Curbs on the internet offer a competitive advantage to authoritarian regimes vis-à-vis democracies, according to new research.
“If there is a benefit to imposing internet control, given the absence of effective international regulations, does this give authoritarian states an advantage in trade and national competitiveness?” MIT analyst Meicen Sun asks. “What might this mean for the future of democracy as the world grows increasingly dependent on digital technology?”
“The grim implication of my research is that without international regulation on information flow restrictions, democracies will be at a disadvantage against autocracies,” she tells MIT’s Leda Zimmerman. “No matter how short-term or narrow these curbs are, they confer concrete benefits on certain economic sectors.”
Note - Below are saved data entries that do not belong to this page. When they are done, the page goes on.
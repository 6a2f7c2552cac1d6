//! HTTP error type for the ticketing API.
//!
//! Bridges [`TicketingError`] to status codes and a JSON body
//! `{"code": ..., "message": ...}` via Axum's `IntoResponse`.

use axum::{
    Json,
    http::StatusCode,
    response::{IntoResponse, Response},
};
use serde::Serialize;
use std::fmt;
use ticketing_core::TicketingError;

/// Application error type for web handlers.
#[derive(Debug)]
pub struct AppError {
    /// HTTP status code
    status: StatusCode,
    /// Error message (user-facing)
    message: String,
    /// Error code (for client error handling)
    code: String,
    /// Internal error (for logging, not exposed to client)
    source: Option<anyhow::Error>,
}

impl AppError {
    /// Create a new application error.
    #[must_use]
    pub const fn new(status: StatusCode, message: String, code: String) -> Self {
        Self {
            status,
            message,
            code,
            source: None,
        }
    }

    /// Attach the underlying error for server-side logging.
    #[must_use]
    pub fn with_source(mut self, source: anyhow::Error) -> Self {
        self.source = Some(source);
        self
    }

    /// HTTP status of this error.
    #[must_use]
    pub const fn status(&self) -> StatusCode {
        self.status
    }

    /// Machine-readable error code.
    #[must_use]
    pub fn code(&self) -> &str {
        &self.code
    }

    /// Create a 404 Not Found error.
    #[must_use]
    pub fn not_found(resource: impl fmt::Display, id: impl fmt::Display) -> Self {
        Self::new(
            StatusCode::NOT_FOUND,
            format!("{resource} {id} not found"),
            "NOT_FOUND".to_string(),
        )
    }

    /// Create a 409 Conflict error.
    #[must_use]
    pub fn conflict(code: &str, message: impl Into<String>) -> Self {
        Self::new(StatusCode::CONFLICT, message.into(), code.to_string())
    }

    /// Create a 422 Unprocessable Entity error.
    #[must_use]
    pub fn validation(message: impl Into<String>) -> Self {
        Self::new(
            StatusCode::UNPROCESSABLE_ENTITY,
            message.into(),
            "VALIDATION_ERROR".to_string(),
        )
    }

    /// Create a 500 Internal Server Error.
    #[must_use]
    pub fn internal(message: impl Into<String>) -> Self {
        Self::new(
            StatusCode::INTERNAL_SERVER_ERROR,
            message.into(),
            "INTERNAL_SERVER_ERROR".to_string(),
        )
    }

    /// Create a 503 Service Unavailable error; the client may retry.
    #[must_use]
    pub fn unavailable(message: impl Into<String>) -> Self {
        Self::new(
            StatusCode::SERVICE_UNAVAILABLE,
            message.into(),
            "SERVICE_UNAVAILABLE".to_string(),
        )
    }
}

impl fmt::Display for AppError {
    fn fmt(&self, f: &mut fmt::Formatter<'_>) -> fmt::Result {
        write!(f, "[{}] {}", self.code, self.message)
    }
}

impl std::error::Error for AppError {
    fn source(&self) -> Option<&(dyn std::error::Error + 'static)> {
        self.source
            .as_ref()
            .map(|e| e.as_ref() as &(dyn std::error::Error + 'static))
    }
}

impl From<TicketingError> for AppError {
    fn from(err: TicketingError) -> Self {
        let message = err.to_string();
        match err {
            TicketingError::Validation(_) => Self::validation(message),
            TicketingError::EventNotFound(id) => Self::not_found("Event", id),
            TicketingError::TicketNotFound(code) => Self::not_found("Ticket", code),
            TicketingError::InsufficientInventory { .. } => {
                Self::conflict("INSUFFICIENT_INVENTORY", message)
            }
            TicketingError::InvalidState { .. } => Self::conflict("INVALID_STATE", message),
            TicketingError::ConcurrencyConflict { .. } => {
                Self::unavailable("Too much contention on this event, please retry")
                    .with_source(anyhow::Error::new(err))
            }
            TicketingError::DuplicateCode(_) => {
                Self::unavailable("Could not allocate a unique ticket code, please retry")
                    .with_source(anyhow::Error::new(err))
            }
            TicketingError::CapacityExceeded { .. } | TicketingError::Storage(_) => {
                Self::internal("An internal error occurred").with_source(anyhow::Error::new(err))
            }
        }
    }
}

/// Error response body (JSON).
#[derive(Debug, Serialize)]
struct ErrorResponse {
    /// Error code (for client error handling).
    code: String,
    /// Human-readable error message.
    message: String,
}

impl IntoResponse for AppError {
    fn into_response(self) -> Response {
        if self.status.is_server_error() {
            if let Some(source) = &self.source {
                tracing::error!(
                    status = %self.status,
                    code = %self.code,
                    message = %self.message,
                    error = %source,
                    "Request failed"
                );
            } else {
                tracing::error!(
                    status = %self.status,
                    code = %self.code,
                    message = %self.message,
                    "Request failed"
                );
            }
        }

        let body = ErrorResponse {
            code: self.code,
            message: self.message,
        };

        (self.status, Json(body)).into_response()
    }
}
Government-imposed internet shutdowns are on the rise globally, insulating those in power from democratic accountability, says a new analysis from Google’s Jigsaw project.
But there is an economic downside to constraints on the internet, MIT’s Sun observes.
“They accord protectionist benefits to domestic data-internet-intensive sectors, on the one hand, but on the other, act as a potential longer-term deterrent to the country’s capacity to innovate.”
Sun’s research echoes the findings of recent reports from the National Endowment for Democracy’s International Forum which explores democratic responses to illiberal forces’ manipulation and projection of media and information-based influence.